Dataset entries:
:::

use chrono::{DateTime, Utc};
use modalith_core::entities::{
    self, AbacPolicy, ApiKeyRecord, ChaosPolicy, ChaosRun, DeviceRecord, ModelRecord,
    OcrConnector, PrivacyPolicy, RoleBindings, TrainingJob, WorkflowRun, WorkflowSpec,
};
use serde::de::DeserializeOwned;
use serde::{Deserialize, Serialize};
use serde_json::Value;
use tracing::warn;

use crate::error::{Result, StoreError};
use crate::interfaces::{
    AbacStore, ApiKeyStore, ChaosStore, ConnectorStore, DataFactoryStore, FleetStore,
    PrivacyStore, RbacStore, WorkflowStore,
};

pub struct JsonControlStore {
    control_dir: PathBuf,
}

impl JsonControlStore {
    /// `graph_root` is the snapshot/control root; collections live under
    /// `<graph_root>/control/`.
    pub fn open(graph_root: impl AsRef<Path>) -> Result<Self> {
        let control_dir = graph_root.as_ref().join("control");
        fs::create_dir_all(&control_dir)?;
        Ok(Self { control_dir })
    }

    fn collection_path(&self, file: &str) -> PathBuf {
        self.control_dir.join(file)
    }

    fn load_collection<T: DeserializeOwned>(&self, file: &str, key: &str) -> Result<Vec<T>> {
        let path = self.collection_path(file);
        if !path.exists() {
            return Ok(Vec::new());
        }
        let raw = fs::read(&path)?;
        let doc: Value = serde_json::from_slice(&raw)?;
        let items = match doc.get(key) {
            Some(Value::Array(items)) => items.clone(),
            _ => Vec::new(),
        };
        let mut out = Vec::with_capacity(items.len());
        for item in items {
            match serde_json::from_value::<T>(item) {
                Ok(value) => out.push(value),
                Err(err) => {
                    warn!(collection = file, error = %err, "skipping malformed entity");
                }
            }
        }
        Ok(out)
    }

    fn save_collection<T: Serialize>(&self, file: &str, key: &str, items: &[T]) -> Result<()> {
        let mut doc = serde_json::Map::new();
        doc.insert("updated_at".to_string(), serde_json::to_value(Utc::now())?);
        doc.insert(key.to_string(), serde_json::to_value(items)?);
        let path = self.collection_path(file);
        atomic_write_json(&path, &Value::Object(doc))
    }

    fn upsert<T: Serialize + DeserializeOwned + Clone>(
        &self,
        file: &str,
        key: &str,
        item: T,
        id_of: impl Fn(&T) -> &str,
    ) -> Result<T> {
        let mut items: Vec<T> = self.load_collection(file, key)?;
        let id = id_of(&item).to_string();
        let mut replaced = false;
        for existing in items.iter_mut() {
            if id_of(existing) == id {
                *existing = item.clone();
                replaced = true;
                break;
            }
        }
        if !replaced {
            items.push(item.clone());
        }
        self.save_collection(file, key, &items)?;
        Ok(item)
    }
}

fn atomic_write_json(path: &Path, doc: &Value) -> Result<()> {
    if let Some(parent) = path.parent() {
        fs::create_dir_all(parent)?;
    }
    let tmp = path.with_extension("json.tmp");
    fs::write(&tmp, serde_json::to_vec(doc)?)?;
    fs::rename(&tmp, path)?;
    Ok(())
}

#[derive(Debug, Serialize, Deserialize)]
struct BindingEntry {
    credential_id: String,
    roles: Vec<String>,
}

impl RbacStore for JsonControlStore {
    fn load_role_bindings(&self) -> Result<RoleBindings> {
        let entries: Vec<BindingEntry> = self.load_collection("rbac_bindings.json", "bindings")?;
        Ok(entries
            .into_iter()
            .map(|entry| (entry.credential_id, entry.roles))
            .collect())
    }

    fn save_role_bindings(&self, bindings: &RoleBindings) -> Result<()> {
        let entries: Vec<BindingEntry> = bindings
            .iter()
            .map(|(credential_id, roles)| BindingEntry {
                credential_id: credential_id.clone(),
                roles: roles.clone(),
            })
            .collect();
        self.save_collection("rbac_bindings.json", "bindings", &entries)
    }
}

impl AbacStore for JsonControlStore {
    fn load_policies(&self) -> Result<Vec<AbacPolicy>> {
        self.load_collection("abac_policies.json", "policies")
    }

    fn save_policies(&self, policies: &[AbacPolicy]) -> Result<()> {
        self.save_collection("abac_policies.json", "policies", policies)
    }
}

:::

• **Work item**
Copy the data exactly as it was presented.

• **Response to the task**
use chrono::{DateTime, Utc};
use modalith_core::entities::{
    self, AbacPolicy, ApiKeyRecord, ChaosPolicy, ChaosRun, DeviceRecord, ModelRecord,
    OcrConnector, PrivacyPolicy, RoleBindings, TrainingJob, WorkflowRun, WorkflowSpec,
};
use serde::de::DeserializeOwned;
use serde::{Deserialize, Serialize};
use serde_json::Value;
use tracing::warn;

use crate::error::{Result, StoreError};
use crate::interfaces::{
    AbacStore, ApiKeyStore, ChaosStore, ConnectorStore, DataFactoryStore, FleetStore,
    PrivacyStore, RbacStore, WorkflowStore,
};

pub struct JsonControlStore {
    control_dir: PathBuf,
}

impl JsonControlStore {
    /// `graph_root` is the snapshot/control root; collections live under
    /// `<graph_root>/control/`.
    pub fn open(graph_root: impl AsRef<Path>) -> Result<Self> {
        let control_dir = graph_root.as_ref().join("control");
        fs::create_dir_all(&control_dir)?;
        Ok(Self { control_dir })
    }

    fn collection_path(&self, file: &str) -> PathBuf {
        self.control_dir.join(file)
    }

    fn load_collection<T: DeserializeOwned>(&self, file: &str, key: &str) -> Result<Vec<T>> {
        let path = self.collection_path(file);
        if !path.exists() {
            return Ok(Vec::new());
        }
        let raw = fs::read(&path)?;
        let doc: Value = serde_json::from_slice(&raw)?;
        let items = match doc.get(key) {
            Some(Value::Array(items)) => items.clone(),
            _ => Vec::new(),
        };
        let mut out = Vec::with_capacity(items.len());
        for item in items {
            match serde_json::from_value::<T>(item) {
                Ok(value) => out.push(value),
                Err(err) => {
                    warn!(collection = file, error = %err, "skipping malformed entity");
                }
            }
        }
        Ok(out)
    }

    fn save_collection<T: Serialize>(&self, file: &str, key: &str, items: &[T]) -> Result<()> {
        let mut doc = serde_json::Map::new();
        doc.insert("updated_at".to_string(), serde_json::to_value(Utc::now())?);
        doc.insert(key.to_string(), serde_json::to_value(items)?);
        let path = self.collection_path(file);
        atomic_write_json(&path, &Value::Object(doc))
    }

    fn upsert<T: Serialize + DeserializeOwned + Clone>(
        &self,
        file: &str,
        key: &str,
        item: T,
        id_of: impl Fn(&T) -> &str,
    ) -> Result<T> {
        let mut items: Vec<T> = self.load_collection(file, key)?;
        let id = id_of(&item).to_string();
        let mut replaced = false;
        for existing in items.iter_mut() {
            if id_of(existing) == id {
                *existing = item.clone();
                replaced = true;
                break;
            }
        }
        if !replaced {
            items.push(item.clone());
        }
        self.save_collection(file, key, &items)?;
        Ok(item)
    }
}

fn atomic_write_json(path: &Path, doc: &Value) -> Result<()> {
    if let Some(parent) = path.parent() {
        fs::create_dir_all(parent)?;
    }
    let tmp = path.with_extension("json.tmp");
    fs::write(&tmp, serde_json::to_vec(doc)?)?;
    fs::rename(&tmp, path)?;
    Ok(())
}

#[derive(Debug, Serialize, Deserialize)]
struct BindingEntry {
    credential_id: String,
    roles: Vec<String>,
}

impl RbacStore for JsonControlStore {
    fn load_role_bindings(&self) -> Result<RoleBindings> {
        let entries: Vec<BindingEntry> = self.load_collection("rbac_bindings.json", "bindings")?;
        Ok(entries
            .into_iter()
            .map(|entry| (entry.credential_id, entry.roles))
            .collect())
    }

    fn save_role_bindings(&self, bindings: &RoleBindings) -> Result<()> {
        let entries: Vec<BindingEntry> = bindings
            .iter()
            .map(|(credential_id, roles)| BindingEntry {
                credential_id: credential_id.clone(),
                roles: roles.clone(),
            })
            .collect();
        self.save_collection("rbac_bindings.json", "bindings", &entries)
    }
}

impl AbacStore for JsonControlStore {
    fn load_policies(&self) -> Result<Vec<AbacPolicy>> {
        self.load_collection("abac_policies.json", "policies")
    }

    fn save_policies(&self, policies: &[AbacPolicy]) -> Result<()> {
        self.save_collection("abac_policies.json", "policies", policies)
    }
}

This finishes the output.